The increased sensitivity to citric acid in the absence of a clinical change in cough is an important finding, because the study was performed at an altitude of 3800 m, which is more frequented than the higher altitudes of previous studies.^1,2 It suggests that the pathophysiologic process that is responsible for altitude-related cough is operating even before clinical cough is apparent. The inhalation of nebulized citric acid and the threshold concentration that produces cough is a well-recognized method of measuring the sensitivity of the cough reflex and induces cough in a dose-dependent and reproducible manner. ¹⁷ Citric acid stimulates airway sensory nerves, such as rapidly adapting receptors, which constitute a heterogeneous group known to be activated by a number of stimuli, including gaseous or aerosolized irritants, inflammatory and immunologic mediators (eg, bradykinin), edema, and atelectasis. ⁴ It has recently been suggested that the term altitude-related cough may cover at least 2 conditions: a cough that can occur at lower altitudes, which is related to exercise and possibly trauma or infection of the respiratory tract, and a cough that is only a clinical problem at higher altitudes and that may be due to subclinical pulmonary edema's stimulating airway sensory nerves or changes in the central control of cough. ³ None of our subjects, who were predominantly sedentary throughout the study, exhibited any clinical signs of respiratory tract infection. In addition, as previously described, ⁸ the subjects performed nasal lavage with 0.9% sodium chloride solution morning and evening, and vasomotor rhinitis and postnasal drip were not a problem. This excludes trauma or infection of the respiratory tract as a cause for the alteration in citric acid cough threshold seen in this study.

Respiratory control undergoes profound changes on exposure to high altitude, and although the central control of cough is poorly understood, a number of factors that suppress cough also suppress ventilation.^18,19 A relationship at sea level has been reported between the hypercapnic ventilatory response and cough threshold to hypotonic saline. ²⁰ It has been suggested that changes in ventilatory control on ascent to altitude could influence or parallel central changes in the control of cough. ³ However, a recently published study could demonstrate no correlation between hypercapnic ventilatory response and the citric acid cough threshold on ascent to 5200 m. ²¹

Finally, the increase in sensitivity to citric acid in the absence of clinical cough could represent early subclinical pulmonary edema.
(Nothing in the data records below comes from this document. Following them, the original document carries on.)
//! Lexical gate for submitted statements
//!
//! The checks are heuristics over raw text. They narrow the attack surface but are
//! not a parser: statements like `WHERE state = 'oregon'` are rejected (quote followed
//! by `or`), while injections that avoid the listed shapes pass.

use regex::Regex;
use std::borrow::Cow;
use tracing::warn;

use crate::domain::{FederationError, StatementKind};

const COMMENT_MARKERS: [&str; 3] = ["/*", "*/", "--"];

pub struct SqlGuard {
    allowed: Vec<String>,
    quoted_keyword: Regex,
    tautology: Regex,
}

impl SqlGuard {
    /// Build a guard for the given leading keywords. Blank entries are ignored and
    /// matching is case-insensitive.
    pub fn new<I, S>(allowed: I) -> Result<Self, regex::Error>
    where
        I: IntoIterator<Item = S>,
        S: AsRef<str>,
    {
        let allowed = allowed
            .into_iter()
            .map(|op| op.as_ref().trim().to_ascii_uppercase())
            .filter(|op| !op.is_empty())
            .collect();

        Ok(Self {
            allowed,
            quoted_keyword: Regex::new(
                r"(?i)'\s*(or|and|union|select|insert|update|delete|drop|create|alter)",
            )?,
            tautology: Regex::new(r"(1\s*=\s*1|0\s*=\s*0)")?,
        })
    }

    pub fn allowed_operations(&self) -> &[String] {
        &self.allowed
    }

    /// Validate `statement` and return its classification.
    pub fn validate(&self, statement: &str) -> Result<StatementKind, FederationError> {
        self.check(statement).map_err(|reason| {
            warn!(reason = %reason, "statement rejected");
            FederationError::InvalidStatement(reason)
        })?;
        Ok(StatementKind::classify(statement))
    }

    fn check(&self, statement: &str) -> Result<(), String> {
        let trimmed = statement.trim();
        if trimmed.is_empty() {
            return Err("statement is empty".to_string());
        }

        let upper = trimmed.to_ascii_uppercase();
        if !self.allowed.iter().any(|op| upper.starts_with(op.as_str())) {
            return Err(format!(
                "statement must start with one of: {}",
                self.allowed.join(", ")
            ));
        }

        if COMMENT_MARKERS.iter().any(|marker| trimmed.contains(marker)) {
            return Err("comments are not allowed".to_string());
        }

        let body = trimmed.strip_suffix(';').unwrap_or(trimmed);
        if body.contains(';') {
            return Err("multiple statements are not allowed".to_string());
        }

        if self.quoted_keyword.is_match(trimmed) {
            return Err("quoted keyword pattern is not allowed".to_string());
        }

        if self.tautology.is_match(trimmed) {
            return Err("always-true comparison is not allowed".to_string());
        }

        Ok(())
    }

    /// Append `LIMIT cap` to row-returning statements that carry no limit of their own.
    pub fn apply_row_cap(statement: &str, kind: StatementKind, cap: Option<u64>) -> Cow<'_, str> {
        match cap {
            Some(limit)
                if kind.accepts_row_cap() && !statement.to_ascii_lowercase().contains("limit") =>
            {
                let trimmed = statement.trim_end();
                let body = trimmed.strip_suffix(';').unwrap_or(trimmed).trim_end();
                Cow::Owned(format!("{} LIMIT {}", body, limit))
            }
            _ => Cow::Borrowed(statement),
        }
    }
}
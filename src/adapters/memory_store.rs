use async_trait::async_trait;
use tokio::sync::RwLock;

use crate::domain::{DatasourceCategory, DatasourceConfig, DatasourceStore, FederationError};

#[derive(Debug, Default)]
struct Catalog {
    categories: Vec<DatasourceCategory>,
    datasources: Vec<DatasourceConfig>,
}

/// Catalog held in memory, populated from configuration files.
#[derive(Debug, Default)]
pub struct InMemoryDatasourceStore {
    catalog: RwLock<Catalog>,
}

impl InMemoryDatasourceStore {
    pub fn new(categories: Vec<DatasourceCategory>, datasources: Vec<DatasourceConfig>) -> Self {
        Self {
            catalog: RwLock::new(Catalog {
                categories,
                datasources,
            }),
        }
    }

    /// Swap the whole catalog, e.g. after a configuration reload.
    pub async fn replace(&self, categories: Vec<DatasourceCategory>, datasources: Vec<DatasourceConfig>) {
        let mut catalog = self.catalog.write().await;
        catalog.categories = categories;
        catalog.datasources = datasources;
    }

    /// Insert or overwrite a datasource by code.
    pub async fn upsert(&self, datasource: DatasourceConfig) {
        let mut catalog = self.catalog.write().await;
        match catalog
            .datasources
            .iter_mut()
            .find(|existing| existing.code == datasource.code)
        {
            Some(existing) => *existing = datasource,
            None => catalog.datasources.push(datasource),
        }
    }
}

#[async_trait]
impl DatasourceStore for InMemoryDatasourceStore {
    async fn find_by_code(&self, code: &str) -> Result<Option<DatasourceConfig>, FederationError> {
        let catalog = self.catalog.read().await;
        Ok(catalog.datasources.iter().find(|d| d.code == code).cloned())
    }

    async fn find_by_codes(&self, codes: &[String]) -> Result<Vec<DatasourceConfig>, FederationError> {
        let catalog = self.catalog.read().await;
        Ok(catalog
            .datasources
            .iter()
            .filter(|d| codes.contains(&d.code))
            .cloned()
            .collect())
    }

    async fn list_datasources(&self) -> Result<Vec<DatasourceConfig>, FederationError> {
        Ok(self.catalog.read().await.datasources.clone())
    }

    async fn list_categories(&self) -> Result<Vec<DatasourceCategory>, FederationError> {
        Ok(self.catalog.read().await.categories.clone())
    }
}

#[cfg(test)]
mod tests {
    use super::*;

    #[tokio::test]
    async fn test_replace_swaps_catalog() {
        let store = InMemoryDatasourceStore::new(
            vec![],
            vec![DatasourceConfig::new("A", "a", "sqlite::memory:")],
        );
        assert!(store.find_by_code("A").await.unwrap().is_some());

        store
            .replace(vec![], vec![DatasourceConfig::new("B", "b", "sqlite::memory:")])
            .await;
        assert!(store.find_by_code("A").await.unwrap().is_none());
        assert_eq!(store.list_datasources().await.unwrap().len(), 1);
    }
}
Considerable evidence exists to support the presence of subclinical pulmonary edema at high altitude, and the 2 most likely etiologic mechanisms are hypoxic pulmonary vasoconstriction, resulting in an increase in pulmonary capillary pressure, and altered respiratory epithelial ion transport. ⁸

In conclusion, we have demonstrated a decrease in citric acid cough threshold in a group of individuals during a 2-week stay at the relatively moderate altitude of 3800 m. The change in citric acid cough threshold was not due to altered plasma bradykinin levels, which fell on ascent to altitude. More studies are required to elucidate the mechanism of altitude-related cough.